So, ICon. I heard four talks worth of the very witty and charming Neil Gaiman. I saw two movies – Renaissance, French Noir/Cyberpunk with lovely black and white CGI, and the modern silent movie version of Call of Cthulhu. I encountered fornicating teens (at 2PM!) in the gaming rooms. I waited around for a disappointing closing ceremony show (the Endless song was OK). I dashed to the Cinematheque with K and co to buy tickets to a “Templar ritual reenactment” which must have sounded like a good idea on paper sometime to someone (batshit masonic silliness meets lame LARP production values). I sat through the low-key and sad ISFSF&F general assembly and the Geffen/”Decade of ISFSF&F” show, which had Gaiman and some amusing skits but had too big a venue for an oddly small and intimate event. I spent a lot of time with Bo. I exchanged greetings with lots of people and had some of those brief conversations you have with at cons with infrequently-met acquaintances, the ones that get cut off when one of you sees someone else, or just gets too antsy from talking for more than two minutes with a person.
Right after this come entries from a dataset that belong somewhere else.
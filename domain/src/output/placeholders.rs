//! Mention, emoji and quote placeholder resolution.
//!
//! The model refers to people and stickers by name; the platform needs ids.
//!
//! | Placeholder | Resolved | Unresolved |
//! |-------------|----------|------------|
//! | `<at name="Alice"/>` | `<at id="1001"/>` | `@Alice` |
//! | `<emoji name="smile"/>` | `<face id="14"/>` | removed |

use crate::conversation::entities::QueueEntry;
use regex::{Captures, Regex};
use std::collections::HashMap;
use std::sync::LazyLock;

static MENTION: LazyLock<Regex> = LazyLock::new(|| {
    Regex::new(r#"<at\s+name\s*=\s*"([^"]*)"\s*/>"#).expect("mention pattern is valid")
});

static EMOJI: LazyLock<Regex> = LazyLock::new(|| {
    Regex::new(r#"<emoji\s+name\s*=\s*"([^"]*)"\s*/>"#).expect("emoji pattern is valid")
});

/// Name → id lookups used while resolving placeholders.
pub trait PlaceholderResolver {
    fn mention_id(&self, display_name: &str) -> Option<String>;
    fn emoji_id(&self, name: &str) -> Option<String>;
}

/// Display-name directory built from a window snapshot. When two senders
/// share a display name, the most recent one wins.
#[derive(Debug, Clone, Default)]
pub struct SenderDirectory {
    by_name: HashMap<String, String>,
}

impl SenderDirectory {
    pub fn from_entries(entries: &[QueueEntry]) -> Self {
        let by_name = entries
            .iter()
            .map(|e| (e.sender_display_name().to_string(), e.sender_id().to_string()))
            .collect();
        Self { by_name }
    }

    pub fn id_for(&self, display_name: &str) -> Option<&str> {
        self.by_name.get(display_name).map(String::as_str)
    }
}

pub fn resolve_placeholders(text: &str, resolver: &dyn PlaceholderResolver) -> String {
    let mentioned = MENTION.replace_all(text, |caps: &Captures<'_>| {
        let name = &caps[1];
        match resolver.mention_id(name) {
            Some(id) => mention_tag(&id),
            None => format!("@{name}"),
        }
    });
    EMOJI
        .replace_all(&mentioned, |caps: &Captures<'_>| {
            resolver
                .emoji_id(&caps[1])
                .map(|id| format!(r#"<face id="{id}"/>"#))
                .unwrap_or_default()
        })
        .into_owned()
}

pub fn mention_tag(id: &str) -> String {
    format!(r#"<at id="{id}"/>"#)
}

pub fn quote_tag(message_id: &str) -> String {
    format!(r#"<quote id="{message_id}"/>"#)
}
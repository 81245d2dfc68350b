//! [`MessageStore`](turnstile_application::MessageStore) adapters.

mod memory;

pub use memory::InMemoryMessageStore;
//! Command-line interface definitions

pub mod commands;
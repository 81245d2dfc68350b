//! Backend client port
//!
//! Defines the interface for sending one chat request to one LLM backend.
//! Request shaping (headers, body fields, auth) is internal to each adapter.

use async_trait::async_trait;
use std::sync::Arc;
use std::time::Duration;
use thiserror::Error;
use turnstile_domain::{BackendDescriptor, BackendKind, ChatParameters, PromptPayload, RawReply};

/// Errors that can occur while dispatching to a backend
#[derive(Error, Debug)]
pub enum BackendError {
    #[error("No backend available in the pool")]
    NoBackendAvailable,

    #[error("Backend `{backend}` returned {status}: {message}")]
    Dispatch {
        backend: String,
        status: u16,
        message: String,
    },

    #[error("Transport error from `{backend}`: {message}")]
    Transport { backend: String, message: String },

    #[error("Backend `{backend}` timed out after {elapsed:?}")]
    Timeout { backend: String, elapsed: Duration },

    #[error("Invalid response from `{backend}`: {message}")]
    InvalidResponse { backend: String, message: String },

    #[error("Configuration error: {0}")]
    Configuration(String),
}

impl BackendError {
    /// Name of the backend that failed, when one was selected.
    pub fn backend(&self) -> Option<&str> {
        match self {
            BackendError::Dispatch { backend, .. }
            | BackendError::Transport { backend, .. }
            | BackendError::Timeout { backend, .. }
            | BackendError::InvalidResponse { backend, .. } => Some(backend),
            BackendError::NoBackendAvailable | BackendError::Configuration(_) => None,
        }
    }
}

/// One LLM backend.
///
/// Implementations (adapters) live in the infrastructure layer.
#[async_trait]
pub trait BackendClient: Send + Sync {
    /// Name used in logs and errors
    fn name(&self) -> &str;

    fn kind(&self) -> BackendKind;

    /// Send one chat request and reshape the reply into the common envelope.
    async fn chat(
        &self,
        payload: &PromptPayload,
        parameters: &ChatParameters,
    ) -> Result<RawReply, BackendError>;
}

/// Builds clients from descriptors when the pool is (re)configured.
pub trait BackendFactory: Send + Sync {
    fn build(&self, descriptor: &BackendDescriptor) -> Result<Arc<dyn BackendClient>, BackendError>;
}
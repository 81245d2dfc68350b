//! Bounded conversation window.
//!
//! [`ConversationWindow`] keeps the most recent `capacity` entries in
//! arrival order. Entries are never mutated after insertion; once the bound
//! is exceeded the oldest entries are evicted from the head.

use super::entities::QueueEntry;
use std::collections::VecDeque;

#[derive(Debug, Clone)]
pub struct ConversationWindow {
    capacity: usize,
    entries: VecDeque<QueueEntry>,
}

impl ConversationWindow {
    /// Create an empty window. A capacity of 0 is raised to 1.
    pub fn new(capacity: usize) -> Self {
        let capacity = capacity.max(1);
        Self {
            capacity,
            entries: VecDeque::with_capacity(capacity),
        }
    }

    /// Append an entry, returning the entries evicted to stay within bounds.
    pub fn push(&mut self, entry: QueueEntry) -> Vec<QueueEntry> {
        self.entries.push_back(entry);
        let overflow = self.entries.len().saturating_sub(self.capacity);
        self.entries.drain(..overflow).collect()
    }

    /// Seed the window with already-ordered history (oldest first).
    pub fn extend(&mut self, history: impl IntoIterator<Item = QueueEntry>) {
        for entry in history {
            self.push(entry);
        }
    }

    /// Remove every entry. Returns whether anything was present.
    pub fn clear(&mut self) -> bool {
        let had_entries = !self.entries.is_empty();
        self.entries.clear();
        had_entries
    }

    pub fn entries(&self) -> impl Iterator<Item = &QueueEntry> {
        self.entries.iter()
    }

    /// Ordered copy of the current contents.
    pub fn snapshot(&self) -> Vec<QueueEntry> {
        self.entries.iter().cloned().collect()
    }

    pub fn len(&self) -> usize {
        self.entries.len()
    }

    pub fn is_empty(&self) -> bool {
        self.entries.is_empty()
    }

    pub fn capacity(&self) -> usize {
        self.capacity
    }
}
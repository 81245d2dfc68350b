//! Request plumbing shared by the HTTP backends.

use reqwest::RequestBuilder;
use serde_json::Value;
use tracing::{trace, warn};
use turnstile_application::BackendError;

/// Send `request` and decode the JSON body.
///
/// Non-2xx responses become [`BackendError::Dispatch`] carrying the body
/// text; connection failures become [`BackendError::Transport`].
pub(crate) async fn send_json(backend: &str, request: RequestBuilder) -> Result<Value, BackendError> {
    let response = request
        .send()
        .await
        .map_err(|e| BackendError::Transport {
            backend: backend.to_string(),
            message: e.to_string(),
        })?;

    let status = response.status();
    if !status.is_success() {
        let body_text = response.text().await.unwrap_or_default();
        warn!(status = %status, backend = %backend, body = %body_text, "backend API error");
        return Err(BackendError::Dispatch {
            backend: backend.to_string(),
            status: status.as_u16(),
            message: body_text,
        });
    }

    let body = response
        .json::<Value>()
        .await
        .map_err(|e| BackendError::InvalidResponse {
            backend: backend.to_string(),
            message: e.to_string(),
        })?;
    trace!(backend = %backend, response = %body, "raw backend response");
    Ok(body)
}

pub(crate) fn invalid(backend: &str, message: impl Into<String>) -> BackendError {
    BackendError::InvalidResponse {
        backend: backend.to_string(),
        message: message.into(),
    }
}

/// Token count at `value[field]`, zero when absent.
pub(crate) fn count(value: &Value, field: &str) -> u64 {
    value[field].as_u64().unwrap_or(0)
}
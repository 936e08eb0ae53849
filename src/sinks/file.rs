//! Append-only file sink
//!
//! Lines are appended to a single file. Rotation and retention are left to an
//! external writer (logrotate, a timer-driven rotating writer wrapped in a
//! custom [`Sink`], ...).

use crate::core::{LoggerError, Result, Sink};
use std::fs::{self, File, OpenOptions};
use std::io::{LineWriter, Write};
use std::path::{Path, PathBuf};

pub struct FileSink {
    path: PathBuf,
    writer: Option<LineWriter<File>>,
}

impl FileSink {
    /// Open `path` for appending, creating missing parent directories
    ///
    /// # Errors
    ///
    /// Returns error if the directory or the file cannot be created or opened
    pub fn new(path: impl Into<PathBuf>) -> Result<Self> {
        let path = path.into();

        if let Some(parent) = path.parent().filter(|p| !p.as_os_str().is_empty()) {
            fs::create_dir_all(parent).map_err(|e| {
                LoggerError::io_operation(
                    "create log directory",
                    format!("Failed to create directory '{}'", parent.display()),
                    e,
                )
            })?;
        }

        let file = OpenOptions::new()
            .create(true)
            .append(true)
            .open(&path)
            .map_err(|e| {
                LoggerError::io_operation(
                    "open log file",
                    format!("Failed to open '{}'", path.display()),
                    e,
                )
            })?;

        Ok(Self {
            path,
            writer: Some(LineWriter::new(file)),
        })
    }

    pub fn path(&self) -> &Path {
        &self.path
    }
}

impl Sink for FileSink {
    fn write_line(&mut self, line: &str) -> Result<()> {
        let writer = self
            .writer
            .as_mut()
            .ok_or_else(|| LoggerError::writer("File writer not initialized"))?;

        writer
            .write_all(line.as_bytes())
            .and_then(|()| writer.write_all(b"\n"))
            .map_err(|e| LoggerError::sink(self.path.display().to_string(), e.to_string()))
    }

    fn flush(&mut self) -> Result<()> {
        if let Some(ref mut writer) = self.writer {
            writer.flush()?;
        }
        Ok(())
    }

    fn name(&self) -> &str {
        "file"
    }
}

impl Drop for FileSink {
    fn drop(&mut self) {
        if let Some(mut writer) = self.writer.take() {
            let _ = writer.flush();
        }
    }
}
I also ran three games, none of which was a complete disaster. Even the game on the morning of the third day, where I was completely unprepared and struggling to explain ill-defined and tricky metaphysics to some very weary people, ended up as being rather satisfying (well, for me at least), and closer to my idea of what The Shadow of my Desire is supposed to be like than my first attempt at the game. I actually think that I may have got more satisfaction from running my games then they gave the players, because I got to experiment with my ideas but didn’t deliver anything awesome. I don’t know. I suspect that while I can pretty consistently make a game work, I can’t manage to make it great.

And I should stop running mission games. “Break into this house and shoot people” is a trivial way to generate a session’s entertainment, but it’s cheap and only mediocre fun.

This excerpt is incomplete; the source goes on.